## Collection entries
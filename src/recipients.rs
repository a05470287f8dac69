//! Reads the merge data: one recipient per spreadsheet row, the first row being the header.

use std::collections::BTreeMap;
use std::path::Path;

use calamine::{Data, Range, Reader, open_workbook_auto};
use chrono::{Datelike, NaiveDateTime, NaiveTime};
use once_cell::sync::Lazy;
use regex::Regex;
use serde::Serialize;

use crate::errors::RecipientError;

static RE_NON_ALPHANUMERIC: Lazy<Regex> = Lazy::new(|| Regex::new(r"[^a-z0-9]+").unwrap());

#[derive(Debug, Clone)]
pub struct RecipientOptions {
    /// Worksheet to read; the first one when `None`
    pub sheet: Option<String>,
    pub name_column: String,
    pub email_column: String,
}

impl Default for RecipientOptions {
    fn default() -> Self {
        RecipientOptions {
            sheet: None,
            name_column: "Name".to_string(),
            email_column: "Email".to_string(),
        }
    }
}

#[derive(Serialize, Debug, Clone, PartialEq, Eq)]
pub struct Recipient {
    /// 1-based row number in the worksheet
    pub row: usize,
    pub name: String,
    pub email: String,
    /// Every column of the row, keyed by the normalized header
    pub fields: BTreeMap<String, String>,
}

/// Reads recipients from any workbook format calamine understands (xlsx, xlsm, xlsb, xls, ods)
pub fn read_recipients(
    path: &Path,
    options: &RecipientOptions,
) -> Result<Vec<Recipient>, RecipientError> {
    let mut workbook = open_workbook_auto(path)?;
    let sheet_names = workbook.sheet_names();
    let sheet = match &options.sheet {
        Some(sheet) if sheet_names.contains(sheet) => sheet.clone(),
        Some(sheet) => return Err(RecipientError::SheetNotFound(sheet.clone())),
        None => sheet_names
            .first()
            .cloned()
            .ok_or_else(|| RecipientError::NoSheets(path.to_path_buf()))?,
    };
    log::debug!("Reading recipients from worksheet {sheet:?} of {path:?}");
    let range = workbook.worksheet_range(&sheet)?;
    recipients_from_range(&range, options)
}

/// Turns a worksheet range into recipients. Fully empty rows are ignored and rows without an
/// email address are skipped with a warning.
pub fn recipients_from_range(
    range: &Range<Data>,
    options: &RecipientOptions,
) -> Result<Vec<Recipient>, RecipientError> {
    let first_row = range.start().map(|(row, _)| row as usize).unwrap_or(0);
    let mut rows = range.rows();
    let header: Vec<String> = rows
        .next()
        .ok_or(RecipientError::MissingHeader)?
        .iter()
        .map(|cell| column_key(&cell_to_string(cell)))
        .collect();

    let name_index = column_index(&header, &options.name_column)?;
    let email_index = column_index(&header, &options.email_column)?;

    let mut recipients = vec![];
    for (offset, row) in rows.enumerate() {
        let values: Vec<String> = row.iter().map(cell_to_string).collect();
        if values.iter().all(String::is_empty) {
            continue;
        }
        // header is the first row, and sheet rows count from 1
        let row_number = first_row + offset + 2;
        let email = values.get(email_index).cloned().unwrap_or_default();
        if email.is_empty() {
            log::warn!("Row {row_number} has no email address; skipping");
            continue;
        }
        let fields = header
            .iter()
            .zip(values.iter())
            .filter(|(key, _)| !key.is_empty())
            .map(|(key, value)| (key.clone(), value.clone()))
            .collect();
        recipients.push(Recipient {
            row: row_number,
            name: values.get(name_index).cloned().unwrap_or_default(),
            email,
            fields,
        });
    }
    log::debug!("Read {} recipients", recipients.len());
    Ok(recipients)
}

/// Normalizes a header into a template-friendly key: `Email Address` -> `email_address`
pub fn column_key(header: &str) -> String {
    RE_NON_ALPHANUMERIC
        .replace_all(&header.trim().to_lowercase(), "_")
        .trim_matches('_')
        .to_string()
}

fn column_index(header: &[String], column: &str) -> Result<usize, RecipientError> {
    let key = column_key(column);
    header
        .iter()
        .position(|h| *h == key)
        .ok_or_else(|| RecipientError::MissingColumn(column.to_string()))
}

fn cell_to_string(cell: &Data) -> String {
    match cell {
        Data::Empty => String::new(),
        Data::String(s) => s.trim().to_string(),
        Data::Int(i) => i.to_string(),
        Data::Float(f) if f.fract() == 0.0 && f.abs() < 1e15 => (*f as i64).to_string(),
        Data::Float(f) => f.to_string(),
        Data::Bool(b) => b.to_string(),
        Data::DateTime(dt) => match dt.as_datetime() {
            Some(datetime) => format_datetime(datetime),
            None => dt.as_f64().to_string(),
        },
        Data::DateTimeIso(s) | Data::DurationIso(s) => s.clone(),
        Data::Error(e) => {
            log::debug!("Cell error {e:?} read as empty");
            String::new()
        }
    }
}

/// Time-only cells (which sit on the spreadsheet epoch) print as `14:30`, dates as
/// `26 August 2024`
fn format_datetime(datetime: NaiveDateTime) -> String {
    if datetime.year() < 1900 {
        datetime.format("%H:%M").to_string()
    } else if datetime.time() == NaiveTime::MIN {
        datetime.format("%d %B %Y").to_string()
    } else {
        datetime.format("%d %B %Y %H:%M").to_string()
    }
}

## What the exercise asks
Starting with the line that contains "let key = column_key(column);", return every line through the last one of the records, exactly as written.

## Solution to this problem
    let key = column_key(column);
    header
        .iter()
        .position(|h| *h == key)
        .ok_or_else(|| RecipientError::MissingColumn(column.to_string()))
}

fn cell_to_string(cell: &Data) -> String {
    match cell {
        Data::Empty => String::new(),
        Data::String(s) => s.trim().to_string(),
        Data::Int(i) => i.to_string(),
        Data::Float(f) if f.fract() == 0.0 && f.abs() < 1e15 => (*f as i64).to_string(),
        Data::Float(f) => f.to_string(),
        Data::Bool(b) => b.to_string(),
        Data::DateTime(dt) => match dt.as_datetime() {
            Some(datetime) => format_datetime(datetime),
            None => dt.as_f64().to_string(),
        },
        Data::DateTimeIso(s) | Data::DurationIso(s) => s.clone(),
        Data::Error(e) => {
            log::debug!("Cell error {e:?} read as empty");
            String::new()
        }
    }
}

/// Time-only cells (which sit on the spreadsheet epoch) print as `14:30`, dates as
/// `26 August 2024`
fn format_datetime(datetime: NaiveDateTime) -> String {
    if datetime.year() < 1900 {
        datetime.format("%H:%M").to_string()
    } else if datetime.time() == NaiveTime::MIN {
        datetime.format("%d %B %Y").to_string()
    } else {
        datetime.format("%d %B %Y %H:%M").to_string()
    }
}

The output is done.